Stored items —
# # #
impl<'a> Evaluation<'a> {
    /// First mark wins. Pinned and running backups cannot be marked for
    /// deletion at all.
    fn mark(&mut self, id: i64, mark: Mark) {
        if self.marks.contains_key(&id) {
            return;
        }
        self.marks.insert(id, mark);
    }

    fn eligible(&self, backup: &BaseBackupDescr) -> bool {
        backup.status == BackupStatus::Ready && backup.pinned == 0
    }

    fn apply_label_rule(&mut self, label: &str, mark: Mark) {
        let ids: Vec<i64> = self
            .backups
            .iter()
            .filter(|b| b.label == label)
            .map(|b| b.id)
            .collect();
        for id in ids {
            self.mark(id, mark);
        }
    }

    /// Count rules operate on ready backups, sorted by `started` with id as
    /// the ascending tie-break. `youngest` selects from the new end.
    fn apply_num_rule(&mut self, count: usize, youngest: bool, mark: Mark) {
        let mut ready: Vec<&BaseBackupDescr> = self
            .backups
            .iter()
            .copied()
            .filter(|b| b.status == BackupStatus::Ready)
            .collect();
        // self.backups is newest first already; flip for oldest-first rules.
        if !youngest {
            ready.reverse();
        }
        let ids: Vec<i64> = ready.iter().take(count).map(|b| b.id).collect();
        for id in ids {
            self.mark(id, mark);
        }
    }

    fn apply_datetime_rule(&mut self, interval: &IntervalExpr, older: bool, mark: Mark) {
        let threshold = interval.threshold(self.now);
        let ids: Vec<i64> = self
            .backups
            .iter()
            .filter(|b| match b.started {
                Some(started) => {
                    if older {
                        started < threshold
                    } else {
                        started >= threshold
                    }
                }
                None => false,
            })
            .map(|b| b.id)
            .collect();
        for id in ids {
            self.mark(id, mark);
        }
    }

    fn apply_pin_rule(&mut self, value: &str, pin: bool) -> Result<()> {
        let ready: Vec<&BaseBackupDescr> = self
            .backups
            .iter()
            .copied()
            .filter(|b| b.status == BackupStatus::Ready)
            .collect();
        let target = match value {
            "newest" => ready.first().map(|b| b.id),
            "oldest" => ready.last().map(|b| b.id),
            id => Some(id.parse::<i64>().map_err(|_| {
                ArchiveError::invalid("retention rule", format!("bad pin target \"{id}\""))
            })?),
        };
        if let Some(id) = target {
            self.pins.push((id, pin));
        }
        Ok(())
    }
}

/// Evaluate a policy over an archive's inventory. The inventory does not
/// need to be pre-sorted. `now` is injected so evaluation is deterministic.
pub fn evaluate(
    policy: &RetentionDescr,
    inventory: &[BaseBackupDescr],
    now: DateTime<Utc>,
) -> Result<RetentionPlan> {
    let mut backups: Vec<&BaseBackupDescr> = inventory.iter().collect();
    backups.sort_by(|a, b| b.started.cmp(&a.started).then(b.id.cmp(&a.id)));

    let mut eval = Evaluation {
        backups,
        marks: HashMap::new(),
        pins: Vec::new(),
        now,
    };

    for rule in &policy.rules {
        match rule.kind {
            RetentionRuleKind::KeepWithLabel => eval.apply_label_rule(&rule.value, Mark::Keep),
            RetentionRuleKind::DropWithLabel => eval.apply_label_rule(&rule.value, Mark::Delete),
            RetentionRuleKind::KeepNum | RetentionRuleKind::DropNum => {
                let count: usize = rule.value.parse().map_err(|_| {
                    ArchiveError::invalid(
                        "retention rule",
                        format!("bad backup count \"{}\"", rule.value),
                    )
                })?;
                let keep = rule.kind == RetentionRuleKind::KeepNum;
                let mark = if keep { Mark::Keep } else { Mark::Delete };
                eval.apply_num_rule(count, keep, mark);
            }
            RetentionRuleKind::KeepNewerByDatetime
            | RetentionRuleKind::KeepOlderByDatetime
            | RetentionRuleKind::DropNewerByDatetime
            | RetentionRuleKind::DropOlderByDatetime => {
                let interval = IntervalExpr::parse(&rule.value)?;
                let older = matches!(
                    rule.kind,
                    RetentionRuleKind::KeepOlderByDatetime | RetentionRuleKind::DropOlderByDatetime
                );
                let mark = if matches!(
                    rule.kind,
                    RetentionRuleKind::KeepNewerByDatetime | RetentionRuleKind::KeepOlderByDatetime
                ) {
                    Mark::Keep
                } else {
                    Mark::Delete
                };
                eval.apply_datetime_rule(&interval, older, mark);
            }
            RetentionRuleKind::Pin => eval.apply_pin_rule(&rule.value, true)?,
            RetentionRuleKind::Unpin => eval.apply_pin_rule(&rule.value, false)?,
            // WAL cleanup deduction runs after all backup decisions; the
            // rule itself carries no parameters.
            RetentionRuleKind::Cleanup => {}
        }
    }

    // Resolve the final keep/delete set. A delete mark only sticks on
    // eligible backups: pinned or running ones are always kept.
    let mut tagged: Vec<(BaseBackupDescr, bool)> = Vec::with_capacity(eval.backups.len());
    for backup in &eval.backups {
        let keep = match eval.marks.get(&backup.id) {
            Some(Mark::Delete) if eval.eligible(backup) => false,
            _ => true,
        };
        tagged.push(((*backup).clone(), keep));
    }

    let (mode, offsets) = deduce_wal_cleanup(&tagged);

    Ok(RetentionPlan {
        cleanup: CleanupDescr {
            basebackups: tagged,
            mode,
            offsets,
        },
        pins: eval.pins,
    })
}

/// WAL ranges released by a keep/delete decision, per timeline. The lower
/// boundary of what must stay is the oldest retained backup's start
/// position; everything below its segment is releasable.
fn deduce_wal_cleanup(
    tagged: &[(BaseBackupDescr, bool)],
) -> (WalCleanupMode, Vec<CleanupOffset>) {
    let deleted: Vec<&BaseBackupDescr> = tagged
        .iter()
        .filter(|(_, keep)| !keep)
        .map(|(b, _)| b)
        .collect();
    if deleted.is_empty() {
        return (WalCleanupMode::None, Vec::new());
    }
    let survivors: Vec<&BaseBackupDescr> = tagged
        .iter()
        .filter(|(_, keep)| *keep)
        .map(|(b, _)| b)
        .collect();
    if survivors.is_empty() {
        return (WalCleanupMode::All, Vec::new());
    }

    // Oldest retained start position per timeline bounds the deletable
    // range from above; the oldest deleted position bounds it from below.
    let mut upper: HashMap<TimeLineId, (Lsn, u64)> = HashMap::new();
    for backup in &survivors {
        if !backup.xlogpos.is_valid() {
            continue;
        }
        let entry = upper
            .entry(backup.timeline)
            .or_insert((backup.xlogpos, backup.wal_segment_size));
        if backup.xlogpos < entry.0 {
            *entry = (backup.xlogpos, backup.wal_segment_size);
        }
    }

    let mut lower: HashMap<TimeLineId, Lsn> = HashMap::new();
    for backup in &deleted {
        if !backup.xlogpos.is_valid() {
            continue;
        }
        let entry = lower.entry(backup.timeline).or_insert(backup.xlogpos);
        if backup.xlogpos < *entry {
            *entry = backup.xlogpos;
        }
    }

    let mut offsets: Vec<CleanupOffset> = Vec::new();
    let mut any_range = false;
    for (timeline, (upper_pos, seg_size)) in &upper {
        let seg_size = if *seg_size > 0 {
            *seg_size
        } else {
            DEFAULT_WAL_SEGMENT_SIZE
        };
        let end = upper_pos.segment_start(seg_size);
        let start = match lower.get(timeline) {
            Some(pos) => {
                any_range = true;
                pos.segment_start(seg_size)
            }
            // No deletion on this timeline: everything below the retained
            // boundary is releasable.
            None => Lsn::INVALID,
        };
        if end > start {
            offsets.push(CleanupOffset {
                timeline: *timeline,
                wal_segment_size: seg_size,
                start,
                end,
            });
        }
    }
    offsets.sort_by_key(|off| off.timeline);

    let mode = if offsets.is_empty() {
        WalCleanupMode::None
    } else if any_range {
        WalCleanupMode::Range
    } else {
        WalCleanupMode::Offset
    };
    (mode, offsets)
}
# # #
Note each line of the entries that has "matches" in it, and copy those lines.

TASK SOLUTION —
                let older = matches!(
                let mark = if matches!(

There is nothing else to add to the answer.